How many of you purchase, or at least benefit from, the purchase of Victoria’s Secret products? Every day without thought, we purchase lettuce from Walmart, go through the McDonald’s drive through or call AT&T’s call center about a question on our latest billing statement. We are complacent consumers, too caught up in our own trials and tribulations to consider how we can get a sandwich for one dollar in a world that is otherwise enmeshed in hyperinflation. We all reap the benefits of modern-day slavery without question, because if we knew we would be forced to do something about it.

Under the banner of prison labor, it’s justified and even encouraged by giving the companies that utilize its massive tax breaks in addition to paying as low as four cents an hour to a few dollars a day. According to The Nation, the hiring of “risky groups” under Work Opportunity Tax Credit affords businesses $2400 for every work release inmate they hire and get back up to 40% of the wages they paid.

August 21st of this year marked the beginning of the largest prison strike in history. Their demands should be self-evident; treat them as human beings, not chattel, and allow them a way to rehabilitate themselves to be productive members of society upon release.

The general consensus is that prisoners are entitled to no respect in this country, according to Civil Rights lawyer Michelle Alexander, criminals are the one social group we are openly allowed to hate in colorblind America.

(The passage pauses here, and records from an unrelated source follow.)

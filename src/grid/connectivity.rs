use crate::error::MserError;

/// Neighbor offsets defining adjacency on a `D`-dimensional grid.
///
/// Offsets are unit steps (`{-1, 0, 1}` per axis), never zero, and closed
/// under negation so that adjacency is symmetric. The order is fixed:
/// lexicographic with the last axis most significant, which for 8-connectivity
/// reads `(-1,-1), (0,-1), (1,-1), (-1,0), (1,0), (-1,1), (0,1), (1,1)`.
#[derive(Clone, Debug, PartialEq, Eq)]
pub struct Connectivity<const D: usize> {
    offsets: Vec<[isize; D]>,
}

impl<const D: usize> Connectivity<D> {
    /// Face neighbors only (4 in 2D, 6 in 3D).
    pub fn face() -> Self {
        Self::with_max_l1(1)
    }

    /// Every element of the surrounding `3^D` block (8 in 2D, 26 in 3D).
    pub fn full() -> Self {
        Self::with_max_l1(D)
    }

    /// Unit offsets whose L1 norm is at most `max_l1`.
    pub fn with_max_l1(max_l1: usize) -> Self {
        let total = 3usize.pow(D as u32);
        let mut offsets = Vec::new();
        for code in 0..total {
            let mut offset = [0isize; D];
            let mut rest = code;
            for axis in offset.iter_mut() {
                *axis = (rest % 3) as isize - 1;
                rest /= 3;
            }
            let l1: usize = offset.iter().map(|v| v.unsigned_abs()).sum();
            if l1 > 0 && l1 <= max_l1 {
                offsets.push(offset);
            }
        }
        Self { offsets }
    }

    /// Build a descriptor from caller-provided offsets.
    pub fn from_offsets(offsets: &[Vec<isize>]) -> Result<Self, MserError> {
        if offsets.is_empty() {
            return Err(MserError::config("connectivity needs at least one offset"));
        }
        let mut parsed: Vec<[isize; D]> = Vec::with_capacity(offsets.len());
        for raw in offsets {
            if raw.len() != D {
                return Err(MserError::DimensionMismatch {
                    expected: D,
                    found: raw.len(),
                });
            }
            let mut offset = [0isize; D];
            for (dst, &v) in offset.iter_mut().zip(raw) {
                if !(-1..=1).contains(&v) {
                    return Err(MserError::config(format!(
                        "offset {raw:?} is not a unit step"
                    )));
                }
                *dst = v;
            }
            if offset.iter().all(|&v| v == 0) {
                return Err(MserError::config("zero offset in connectivity"));
            }
            if parsed.contains(&offset) {
                return Err(MserError::config(format!("duplicate offset {raw:?}")));
            }
            parsed.push(offset);
        }
        for offset in &parsed {
            let mirrored = offset.map(|v| -v);
            if !parsed.contains(&mirrored) {
                return Err(MserError::config(format!(
                    "connectivity is not symmetric: {offset:?} has no mirror"
                )));
            }
        }
        Ok(Self { offsets: parsed })
    }

    pub fn offsets(&self) -> &[[isize; D]] {
        &self.offsets
    }

    pub fn len(&self) -> usize {
        self.offsets.len()
    }

    pub fn is_empty(&self) -> bool {
        self.offsets.is_empty()
    }
}

impl Connectivity<2> {
    pub fn four() -> Self {
        Self::with_max_l1(1)
    }

    pub fn eight() -> Self {
        Self::with_max_l1(2)
    }
}

impl Connectivity<3> {
    pub fn six() -> Self {
        Self::with_max_l1(1)
    }

    pub fn eighteen() -> Self {
        Self::with_max_l1(2)
    }

    pub fn twenty_six() -> Self {
        Self::with_max_l1(3)
    }
}
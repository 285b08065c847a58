use crate::grid::Connectivity;
use crate::MserParams;
use serde::Deserialize;
use std::fs;
use std::path::{Path, PathBuf};

/// Neighborhood used for 2D images.
#[derive(Clone, Copy, Debug, Default, PartialEq, Eq, Deserialize)]
#[serde(rename_all = "snake_case")]
pub enum PlanarConnectivity {
    Four,
    #[default]
    Eight,
}

impl PlanarConnectivity {
    pub fn build(self) -> Connectivity<2> {
        match self {
            PlanarConnectivity::Four => Connectivity::four(),
            PlanarConnectivity::Eight => Connectivity::eight(),
        }
    }
}

/// Which polarities the demo scans.
#[derive(Clone, Copy, Debug, Default, PartialEq, Eq, Deserialize)]
#[serde(rename_all = "snake_case")]
pub enum PolarityMode {
    /// Only `params.polarity`.
    #[default]
    Configured,
    Both,
}

#[derive(Clone, Debug, Default, Deserialize)]
pub struct MserOutputConfig {
    pub report_json: Option<PathBuf>,
    /// Gray PNG where each pixel counts the regions covering it.
    pub coverage_image: Option<PathBuf>,
}

#[derive(Clone, Debug, Deserialize)]
pub struct MserDemoConfig {
    pub input: PathBuf,
    /// Use the photometric negative of the input.
    #[serde(default)]
    pub invert: bool,
    #[serde(default)]
    pub connectivity: PlanarConnectivity,
    #[serde(default)]
    pub polarities: PolarityMode,
    #[serde(default)]
    pub params: MserParams,
    #[serde(default)]
    pub output: MserOutputConfig,
}

pub fn load_config(path: &Path) -> Result<MserDemoConfig, String> {
    let data = fs::read_to_string(path)
        .map_err(|e| format!("Failed to read config {}: {e}", path.display()))?;
    serde_json::from_str(&data)
        .map_err(|e| format!("Failed to parse config {}: {e}", path.display()))
}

Once you have been labeled a felon, you are no longer a part of ‘the worthy’, your rights as a citizen are rescinded, which almost ensures recidivism will happen as there are so few legitimate avenues for income. Felons are socially not allowed to work jobs that would pay them enough to live and keep their children, get financial aid to go back to school and better themselves, vote, serve on a jury or receive government subsidized housing and other welfare benefits. The money that would be used for the aforementioned programs is then reallocated towards the establishment of new prisons.

While only about half of inmates are made to fulfil prison labor, it is important to note that there is criticism regarding the fact that half of inmates get to live for free without getting anything in return. It’s not as if prisoners want to be incarcerated, yet the average taxpayer feels like they are owed something for the privilege of residing in one of America’s luxurious maximum-security prisons.

If we contextualize the above with the conditions that led to the establishment of the first prisons and prison labor we will see how problematic that logic is. The first prisons were established following the Civil War when the slaves were emancipated, black only offenses were legislated like vagrancy, making a lewd remark, or stealing a pig because they were freed without any infrastructure to do anything legitimately. White people in this country felt that American slavery was an act of mercy for black people, a rescue mission to instill civility. In 2018, a subset group still believes black people should be grateful they aren’t still living in huts. Prisons provided a space for the American government to legitimize harsh free labor. Black persons are no longer the only race represented in prisons performing this labor, yet despite black people only accounting for 13% of this country’s population, black men alone account for over 37% of the inmate population. America boasts only 4% of the world’s population, yet 22% of its prisoners, this means that 0.24% of the world accounts for 8.8% of prisoners.

Some have tried to argue the parallel, that prison labor is also a civilizing mission that teaches valuable skills. The state of California relied on inmate firefighters to help them fight their wildfires, where they risked their lives for a common good they won’t even have access to once released from prison because of their records. This is undeniably cruel, giving someone a taste of what could be before taking it away. Life fulfilment for prisoners then, is contingent upon being caged; enslaved for their own benefit.

Most prisoners are non-violent drug offenders, an “offence” that is considered a medical condition in most progressive Western nations. A neoliberal construction that has been referred to as Carceral Capitalism, a 2018 book, investigates the ways state and local governments racially profile, and over police in order to create capital; this is not limited to federal grant money being allocated to police departments for arrests made in the War on Drugs, but also civil asset forfeiture, which basically means the police can confiscate the homes, cars and other goods of suspected drug offenders and sell them at auction. The local government is then also entitled to the spoils of war with some actually using the fines and fees made from arrests to meet the deficits in the government’s budget. In this system, it doesn’t matter if you are innocent, we are all potential means for profit. Criminal justice and prison reform then, should be everyone’s concern, we cannot continue to proliferate a narrative that situates the issues as a ‘them’ problem.

The prison strikes currently happening across the nation demand to be discussed, it is current with implications that could affect our everyday lives. If the minimum amount of care given to prisoners increases, so too might the treatment of other subjugated groups that have been conflated by our president as criminals; guilty by association of brown skin or non-heteronormativity. A society can only be as great or free as its lowest member. If this is true, what does it say about America and the majority that composes this nation? What individual acts can we take to change this image?